Despite some wins, difficult issues, including addressing nature-destroying subsidies and cutting pollution, were not addressed.

This is against a background where a million of the world’s species are threatened with extinction, while unsustainable farming and consumption destroy forests, deplete soils and spread plastic pollution to even the most remote areas of the planet.

Ms Muhamad called it a “historic day”, adding: “We achieved the adoption of the first global plan to finance the conservation of life on Earth.”

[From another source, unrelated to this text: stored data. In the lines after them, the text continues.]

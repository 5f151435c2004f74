//! gitai - CLI entry point.

use std::path::Path;

use anyhow::{Context, Result, bail};
use clap::{Parser, Subcommand};
use tracing::debug;
use tracing_subscriber::EnvFilter;

use gitai::commit::{CommitOutcome, SelectionController, TerminalPrompter};
use gitai::config::{self, Config, setup, show};
use gitai::gitignore::{self, TemplateClient};
use gitai::llm::create_provider;
use gitai::tui::{SessionEnd, run_staging_view, wait_for_cancel_key};
use gitai::vcs::{GitBackend, VersionControlBackend};

/// Environment variable holding a tracing filter directive.
const LOG_ENV: &str = "GITAI_LOG";

/// Write better commit messages with an LLM.
#[derive(Parser, Debug)]
#[command(name = "gitai")]
#[command(about = "Stage changes and commit them with LLM-suggested messages")]
#[command(version)]
struct Cli {
    /// Enable debug logging
    #[arg(short, long, global = true)]
    verbose: bool,

    #[command(subcommand)]
    command: Command,
}

#[derive(Subcommand, Debug)]
enum Command {
    /// Interactively stage and unstage changed files
    Add,
    /// Generate commit message suggestions for the staged changes and commit
    Commit,
    /// Stage interactively, then commit with a suggested message
    Auto,
    /// Show or edit configuration
    Config {
        #[command(subcommand)]
        action: ConfigAction,
    },
    /// Work with .gitignore files
    Gitignore {
        #[command(subcommand)]
        action: GitignoreAction,
    },
}

#[derive(Subcommand, Debug)]
enum ConfigAction {
    /// Print the current configuration
    Show,
    /// Choose a provider and model interactively
    Setup,
}

#[derive(Subcommand, Debug)]
enum GitignoreAction {
    /// Generate .gitignore from github/gitignore templates (e.g. go node python)
    Generate {
        /// Template names
        templates: Vec<String>,
    },
}

#[tokio::main]
async fn main() -> Result<()> {
    let cli = Cli::parse();

    // File settings first so the configured log level applies to env warnings.
    let mut config = Config::load_file().context("Failed to load configuration")?;
    init_logging(cli.verbose, config.log_level());
    config.apply_env();
    debug!("Running {:?}", cli.command);

    match cli.command {
        Command::Add => {
            let backend = open_repository()?;
            run_add(&backend)?;
        }
        Command::Commit => {
            let backend = open_repository()?;
            run_commit(&backend, &config).await?;
        }
        Command::Auto => {
            let backend = open_repository()?;
            if run_add(&backend)? == SessionEnd::Cancelled {
                return Ok(());
            }
            if !backend.list_changes()?.iter().any(|record| record.staged) {
                bail!("no files staged for commit");
            }
            run_commit(&backend, &config).await?;
        }
        Command::Config { action } => match action {
            ConfigAction::Show => {
                let path = config::config_path().ok();
                print!("{}", show::render(&config, path.as_deref()));
            }
            ConfigAction::Setup => {
                let current = Config::load_file().context("Failed to load configuration")?;
                let updated = setup::run_setup(current)?;
                let path = updated.save()?;
                println!("Configuration saved to {}", path.display());
            }
        },
        Command::Gitignore { action } => match action {
            GitignoreAction::Generate { templates } => {
                let client = TemplateClient::new()?;
                let report = gitignore::generate(&client, &templates, Path::new("."))
                    .await
                    .context("Failed to generate .gitignore")?;
                if let Some(backup) = &report.backup {
                    println!("Existing .gitignore moved to {}", backup.display());
                }
                println!(
                    "Successfully generated .gitignore with templates: {}",
                    templates.join(", ")
                );
            }
        },
    }

    Ok(())
}

fn init_logging(verbose: bool, config_level: Option<&str>) {
    let filter = EnvFilter::try_from_env(LOG_ENV).unwrap_or_else(|_| {
        let level = if verbose {
            "debug"
        } else {
            config_level.unwrap_or("warn")
        };
        EnvFilter::try_new(level).unwrap_or_else(|_| EnvFilter::new("warn"))
    });

    tracing_subscriber::fmt()
        .with_env_filter(filter)
        .with_writer(std::io::stderr)
        .with_target(false)
        .init();
}

fn open_repository() -> Result<GitBackend> {
    Ok(GitBackend::discover(".")?)
}

fn run_add(backend: &GitBackend) -> Result<SessionEnd> {
    let end = run_staging_view(backend)?;
    if end == SessionEnd::Confirmed {
        let staged = backend
            .list_changes()?
            .into_iter()
            .filter(|record| record.staged)
            .count();
        println!("→ {staged} files staged");
    }
    Ok(end)
}

async fn run_commit(backend: &GitBackend, config: &Config) -> Result<()> {
    let provider = create_provider(&config.provider_config())?;
    let controller = SelectionController::new(backend, provider, TerminalPrompter);

    match controller.run(wait_for_cancel_key()).await? {
        CommitOutcome::Committed(message) => println!("✓ Committed: {message}"),
        CommitOutcome::Cancelled => println!("Commit cancelled"),
        CommitOutcome::NoSuggestions => {
            bail!("no usable suggestions: the provider reply contained no numbered messages")
        }
    }
    Ok(())
}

“Our efforts show multilateralism can present hope at a time of geopolitical uncertainty,” said Steven Guilbeault, Canada’s minister of environment and climate change.

Jean-Luc Crucke, Belgium’s climate and ecological transition minister, described the negotiations as the “least bad” process. If the world really wanted to save nature, he said, “there is no other solution than this one”.

The meeting comes as countries face challenges likely to make addressing nature loss more difficult. These range from trade disputes and debt worries to the slashing of overseas aid – particularly by the Trump administration. Washington, which has not signed up to the UN’s convention on biological diversity, did not send representatives to the meeting.

Others at the summit expressed frustration at the agreement’s lack of ambition when it comes to the nature crisis. Bolivia negotiator Juan Carlos Alurralde Tejada raised concerns about the text “diluting” commitments to biodiversity and opening the path to an “indefinite discussion” on who will pay for conservation and how to distribute the money.

“Biodiversity cannot wait for a bureaucratic process that lasts forever, while the environmental crisis continues to get worse,” he added. “Forests are burning, rivers are in agony and animals are disappearing.”

Global policy director at World Wildlife Fund International Efraim Gomez commended countries for reaching these multilateral gains in a challenging context of global politics. “There is consensus on a way forward to ‘midwife’ the financial arrangements we need to arrest biodiversity loss and restore nature,” he added.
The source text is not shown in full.